Hand in hand with this, the port also introduced another new measure in 2021, this one geared towards user experience. With heightened measures, processes and concerns during this strange period of time, the port saw fit to create a more direct and dedicated way for customers’ concerns and questions to be answered and responded to. The port created a case management system with a dedicated team geared solely towards answering these concerns, operating on a ‘single point of contact’ basis, to make a smoother experience for customers and to avoid confusion and frustration for everyone. This is a commendable touch: not only should it greatly improve customer experience of the port and bring far swifter resolutions to questions and concerns, but it also frees up the time of its wider staff, allowing them to focus on the rest of their jobs and thus, by extension, again improving the effectiveness of the port.
All of this should, really, be no surprise, as another stand-out factor about Salalah Port has long been its high standard of security measures. Existing in politically peaceful waters, the port uses this advantage to serve as a hub for an anti-piracy task force. “We also steadfastly adhere to international maritime safety and cargo security charters, notably the CSI and ISPC codes. Salalah Port has been rated a US government’s Secure Freight Initiative Charter port and Pilot site.”

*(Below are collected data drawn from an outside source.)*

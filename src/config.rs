use std::env;
use std::net::{IpAddr, SocketAddr};
use std::time::Duration;

use crate::allowlist::{InvalidRange, IpAllowList};
use crate::store::DEFAULT_CLAIM_TTL;

const DEFAULT_API_URL: &str = "https://api.yookassa.ru/v3";
const DEFAULT_RETURN_URL: &str = "http://localhost:3000/payment/result";

#[derive(Debug, thiserror::Error)]
pub enum ConfigError {
    #[error("{0} must be set")]
    Missing(&'static str),
    #[error("{name} is invalid: {value}")]
    Invalid { name: &'static str, value: String },
    #[error(transparent)]
    AllowList(#[from] InvalidRange),
}

#[derive(Debug, Clone, Copy, PartialEq, Eq)]
pub enum Environment {
    Production,
    Development,
}

impl Environment {
    fn parse(value: &str) -> Self {
        if value.eq_ignore_ascii_case("production") {
            Environment::Production
        } else {
            Environment::Development
        }
    }
}

#[derive(Clone)]
pub struct YooKassaCredentials {
    pub shop_id: String,
    pub secret_key: String,
    pub api_url: String,
    pub timeout: Duration,
}

impl std::fmt::Debug for YooKassaCredentials {
    fn fmt(&self, f: &mut std::fmt::Formatter<'_>) -> std::fmt::Result {
        f.debug_struct("YooKassaCredentials")
            .field("shop_id", &self.shop_id)
            .field("secret_key", &"***")
            .field("api_url", &self.api_url)
            .field("timeout", &self.timeout)
            .finish()
    }
}

/// Process-wide settings. Built once at start and shared read-only.
#[derive(Clone)]
pub struct Config {
    pub database_url: String,
    pub listen_addr: SocketAddr,
    pub environment: Environment,
    pub yookassa: YooKassaCredentials,
    pub webhook_secret: String,
    pub return_url: String,
    pub webhook_allow_list: IpAllowList,
    pub trust_proxy: bool,
    /// Age after which an unfinished idempotency claim may be taken over.
    pub idempotency_claim_ttl: Duration,
}

impl Config {
    pub fn from_env() -> Result<Self, ConfigError> {
        let database_url = required("DATABASE_URL")?;

        let host = env::var("HOST").unwrap_or_else(|_| "127.0.0.1".to_string());
        let host: IpAddr = host.parse().map_err(|_| ConfigError::Invalid {
            name: "HOST",
            value: host.clone(),
        })?;
        let port: u16 = parsed("PORT", 3000)?;

        let environment = env::var("APP_ENV")
            .map(|v| Environment::parse(&v))
            .unwrap_or(Environment::Development);

        let yookassa = YooKassaCredentials {
            shop_id: required("YOOKASSA_SHOP_ID")?,
            secret_key: required("YOOKASSA_SECRET_KEY")?,
            api_url: env::var("YOOKASSA_API_URL")
                .unwrap_or_else(|_| DEFAULT_API_URL.to_string()),
            timeout: Duration::from_secs(parsed("GATEWAY_TIMEOUT_SECS", 10)?),
        };

        let webhook_allow_list = match env::var("WEBHOOK_ALLOWED_IPS") {
            Ok(list) if !list.trim().is_empty() => IpAllowList::parse(list.split(','))?,
            _ => IpAllowList::yookassa(),
        };

        Ok(Self {
            database_url,
            listen_addr: SocketAddr::new(host, port),
            environment,
            yookassa,
            webhook_secret: required("WEBHOOK_SECRET")?,
            return_url: env::var("PAYMENT_RETURN_URL")
                .unwrap_or_else(|_| DEFAULT_RETURN_URL.to_string()),
            webhook_allow_list,
            trust_proxy: env::var("TRUST_PROXY")
                .map(|v| v == "true" || v == "1")
                .unwrap_or(false),
            idempotency_claim_ttl: Duration::from_secs(parsed(
                "IDEMPOTENCY_CLAIM_TTL_SECS",
                DEFAULT_CLAIM_TTL.as_secs(),
            )?),
        })
    }

    pub fn is_production(&self) -> bool {
        self.environment == Environment::Production
    }
}

fn required(name: &'static str) -> Result<String, ConfigError> {
    match env::var(name) {
        Ok(v) if !v.trim().is_empty() => Ok(v),
        _ => Err(ConfigError::Missing(name)),
    }
}

fn parsed<T: std::str::FromStr>(name: &'static str, default: T) -> Result<T, ConfigError> {
    match env::var(name) {
        Ok(v) => v
            .parse()
            .map_err(|_| ConfigError::Invalid { name, value: v }),
        Err(_) => Ok(default),
    }
}
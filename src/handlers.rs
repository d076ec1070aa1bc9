use axum::{
    extract::{Path, State},
    http::StatusCode,
    Extension, Json,
};
use serde_json::json;

use crate::dtos::{Confirmation, CreatePaymentRequest, CreatePaymentResponse, PaymentView};
use crate::error::{AppError, AppResult};
use crate::gateway::{confirmation_for, CreatePayment};
use crate::idempotency::IdempotencyKey;
use crate::models::{NewPayment, Payment, PaymentStatus};
use crate::store::timestamp;
use crate::AppState;

pub async fn health() -> &'static str {
    "ok"
}

/// Parses a decimal amount with at most two fractional digits into minor units.
pub(crate) fn to_minor_units(value: &str) -> Option<i64> {
    let (whole, frac) = match value.split_once('.') {
        Some((whole, frac)) => (whole, frac),
        None => (value, ""),
    };
    if whole.is_empty()
        || frac.len() > 2
        || (value.contains('.') && frac.is_empty())
        || !whole.bytes().all(|b| b.is_ascii_digit())
        || !frac.bytes().all(|b| b.is_ascii_digit())
    {
        return None;
    }
    let whole: i64 = whole.parse().ok()?;
    let frac: i64 = match frac.len() {
        0 => 0,
        1 => frac.parse::<i64>().ok()? * 10,
        _ => frac.parse().ok()?,
    };
    whole.checked_mul(100)?.checked_add(frac)
}

fn validate(req: &CreatePaymentRequest) -> AppResult<i64> {
    let minor = to_minor_units(&req.amount.value)
        .filter(|m| *m > 0)
        .ok_or_else(|| {
            AppError::Validation("amount.value must be a positive decimal with up to two fraction digits".into())
        })?;
    let currency = &req.amount.currency;
    if currency.len() != 3 || !currency.bytes().all(|b| b.is_ascii_uppercase()) {
        return Err(AppError::Validation(
            "amount.currency must be a three letter ISO code".into(),
        ));
    }
    let method = req.payment_method.as_str();
    if method.is_empty()
        || method.len() > 32
        || !method.bytes().all(|b| b.is_ascii_lowercase() || b == b'_')
    {
        return Err(AppError::Validation("payment_method is invalid".into()));
    }
    if let Some(url) = &req.return_url {
        if !(url.starts_with("https://") || url.starts_with("http://")) {
            return Err(AppError::Validation("return_url must be an http(s) URL".into()));
        }
    }
    Ok(minor)
}

pub async fn create_payment(
    State(state): State<AppState>,
    Extension(IdempotencyKey(key)): Extension<IdempotencyKey>,
    Json(req): Json<CreatePaymentRequest>,
) -> AppResult<(StatusCode, Json<CreatePaymentResponse>)> {
    let minor = validate(&req)?;

    // A payment stored under this key whose response was never recorded.
    if let Some(payment) = state.store.find_payment_by_idempotency_key(&key).await? {
        tracing::info!(
            payment_id = payment.id,
            key = %key,
            "returning payment already stored for idempotency key"
        );
        return Ok((StatusCode::CREATED, Json(created_response(payment))));
    }

    let order = state
        .store
        .find_order(req.order_id)
        .await?
        .ok_or(AppError::OrderNotFound)?;
    if order.user_id != req.user_id {
        return Err(AppError::OrderForbidden);
    }
    if order.status != "pending" {
        return Err(AppError::Validation(format!(
            "order {} is already {}",
            order.id, order.status
        )));
    }
    if to_minor_units(&order.total_value) != Some(minor) || order.currency != req.amount.currency {
        return Err(AppError::Validation(
            "amount does not match the order total".into(),
        ));
    }
    if let Some(open) = state.store.find_open_payment_for_order(order.id).await? {
        tracing::info!(
            order_id = order.id,
            payment_id = open.id,
            "order already has an open payment"
        );
        return Err(AppError::PaymentAlreadyOpen);
    }

    let return_url = req
        .return_url
        .clone()
        .unwrap_or_else(|| state.config.return_url.clone());
    let requested = confirmation_for(&req.payment_method, &return_url);

    let provider_payment = state
        .gateway
        .create_payment(&CreatePayment {
            amount: req.amount.clone(),
            payment_method: req.payment_method.clone(),
            order_id: req.order_id,
            user_id: req.user_id,
            return_url,
        })
        .await?;

    let (confirmation_type, confirmation_url) = match provider_payment.confirmation {
        Some(c) => (c.kind, c.confirmation_url.or(c.confirmation_data)),
        None => (requested.kind().to_string(), None),
    };

    let now = timestamp();
    let metadata = json!({
        "idempotence_key": key,
        "order_id": req.order_id,
        "user_id": req.user_id,
    });
    let provider_payment_id = provider_payment.id;
    let inserted = state
        .store
        .insert_payment(NewPayment {
            provider_payment_id: provider_payment_id.clone(),
            order_id: req.order_id,
            user_id: req.user_id,
            amount_value: req.amount.value,
            amount_currency: req.amount.currency,
            payment_method: req.payment_method,
            status: PaymentStatus::Created.as_str().to_string(),
            confirmation_type,
            confirmation_url,
            idempotency_key: key.clone(),
            metadata: metadata.to_string(),
            created_at: now.clone(),
            updated_at: now,
        })
        .await;
    let payment = match inserted {
        Ok(payment) => payment,
        Err(err) => {
            // The provider already holds this payment; it needs manual reconciliation.
            tracing::error!(
                error = %err,
                provider_payment_id = %provider_payment_id,
                order_id = req.order_id,
                key = %key,
                "provider payment created but not stored"
            );
            if err.is_open_payment_conflict() {
                return Err(AppError::PaymentAlreadyOpen);
            }
            return Err(err.into());
        }
    };

    tracing::info!(
        payment_id = payment.id,
        provider_payment_id = %payment.provider_payment_id,
        order_id = payment.order_id,
        "payment created"
    );

    Ok((StatusCode::CREATED, Json(created_response(payment))))
}

fn created_response(payment: Payment) -> CreatePaymentResponse {
    CreatePaymentResponse {
        id: payment.id,
        provider_payment_id: payment.provider_payment_id,
        status: payment.status,
        confirmation: Confirmation {
            kind: payment.confirmation_type,
            url: payment.confirmation_url,
        },
    }
}

pub async fn get_payment(
    State(state): State<AppState>,
    Path(id): Path<i32>,
) -> AppResult<Json<PaymentView>> {
    let payment = state
        .store
        .find_payment(id)
        .await?
        .ok_or(AppError::PaymentNotFound)?;
    Ok(Json(PaymentView::from(payment)))
}

#[cfg(test)]
mod tests {
    use super::*;
    use crate::gateway::Amount;

    fn request(value: &str, currency: &str, method: &str) -> CreatePaymentRequest {
        CreatePaymentRequest {
            amount: Amount {
                value: value.into(),
                currency: currency.into(),
            },
            payment_method: method.into(),
            order_id: 1,
            user_id: 1,
            return_url: None,
        }
    }

    #[test]
    fn minor_units_parse() {
        assert_eq!(to_minor_units("100.00"), Some(10_000));
        assert_eq!(to_minor_units("100"), Some(10_000));
        assert_eq!(to_minor_units("0.5"), Some(50));
        assert_eq!(to_minor_units("12.34"), Some(1_234));
        assert_eq!(to_minor_units("1.234"), None);
        assert_eq!(to_minor_units("1."), None);
        assert_eq!(to_minor_units(".5"), None);
        assert_eq!(to_minor_units("-1.00"), None);
        assert_eq!(to_minor_units("1e3"), None);
    }

    #[test]
    fn validation_accepts_well_formed_requests() {
        assert_eq!(validate(&request("100.00", "RUB", "sbp")).unwrap(), 10_000);
        assert!(validate(&request("100.00", "RUB", "bank_card")).is_ok());
    }

    #[test]
    fn validation_rejects_bad_fields() {
        assert!(validate(&request("0.00", "RUB", "sbp")).is_err());
        assert!(validate(&request("abc", "RUB", "sbp")).is_err());
        assert!(validate(&request("10.00", "rub", "sbp")).is_err());
        assert!(validate(&request("10.00", "RUBL", "sbp")).is_err());
        assert!(validate(&request("10.00", "RUB", "")).is_err());
        let mut req = request("10.00", "RUB", "sbp");
        req.return_url = Some("javascript:alert(1)".into());
        assert!(validate(&req).is_err());
    }
}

Even though its assets are mostly angled towards cargo (including eleven speed loaders, nine fork lifts, 25 super post panamax cranes, four tugs, almost 200 each of tractors and trailers – you get the idea), the port does also play a role in tourism. It often serves as a stopover for cruise liners as they make their way through the Indian Ocean, and as such, the port has plans to develop its own dedicated cruise terminal – a development that would also open up yet further investment opportunities, this time from small to medium businesses who wanted to open facilities or shops in this vacation hub. Already, the port offers some small luxuries for those passing through, including a tennis court and swimming club in its hilltop social venue, a bowling alley and a tasty lunch and dinner menu from the Port’s Oasis Club.

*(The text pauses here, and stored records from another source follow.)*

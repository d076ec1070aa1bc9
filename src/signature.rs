//! HMAC-SHA256 verification of inbound webhook bodies.
//!
//! The signature header carries `"<version> <hex-digest> <salt>"`. The digest
//! covers `"<salt>.<body>"` keyed by the shared webhook secret.

use hmac::{Hmac, Mac};
use sha2::Sha256;
use subtle::ConstantTimeEq;

type HmacSha256 = Hmac<Sha256>;

pub const SIGNATURE_HEADER: &str = "Signature";
pub const SUPPORTED_VERSION: &str = "v1";

fn digest(secret: &str, salt: &str, body: &[u8]) -> Option<Vec<u8>> {
    let mut mac = HmacSha256::new_from_slice(secret.as_bytes()).ok()?;
    mac.update(salt.as_bytes());
    mac.update(b".");
    mac.update(body);
    Some(mac.finalize().into_bytes().to_vec())
}

/// Builds a header value that [`verify`] accepts for `body`.
pub fn sign(body: &[u8], secret: &str, salt: &str) -> String {
    let hash = digest(secret, salt, body).map(hex::encode).unwrap_or_default();
    format!("{SUPPORTED_VERSION} {hash} {salt}")
}

/// Returns `true` only when `header` is a well-formed `v1` signature over
/// `body`. Every failure collapses to `false`.
pub fn verify(body: &[u8], header: Option<&str>, secret: &str) -> bool {
    let Some(header) = header else {
        return false;
    };
    let mut parts = header.split(' ');
    let (Some(version), Some(hash), Some(salt), None) =
        (parts.next(), parts.next(), parts.next(), parts.next())
    else {
        return false;
    };
    if version != SUPPORTED_VERSION || salt.is_empty() {
        return false;
    }
    let Ok(provided) = hex::decode(hash) else {
        return false;
    };
    let Some(expected) = digest(secret, salt, body) else {
        return false;
    };
    expected.as_slice().ct_eq(provided.as_slice()).into()
}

Of course, tourism slowed to a halt lately, but it is gradually getting back on its feet, and will undoubtedly soon be back to usual levels, if not an even greater surge as people make up for lost time. Either way, one area that never rested was shipping and logistics, and therefore, places like Port Salalah. Whilst it has only been in operation since 1998, it has managed to establish itself as one of the best in the world for crate handling, and is highly competitive and well-developed across the board, with plans to make this even truer in the near future. With a responsible approach to safety and security during this difficult year and a half, and its sights still ever-set on expansion, this Port was able to weather some rough seas and should soon be back to plain sailing.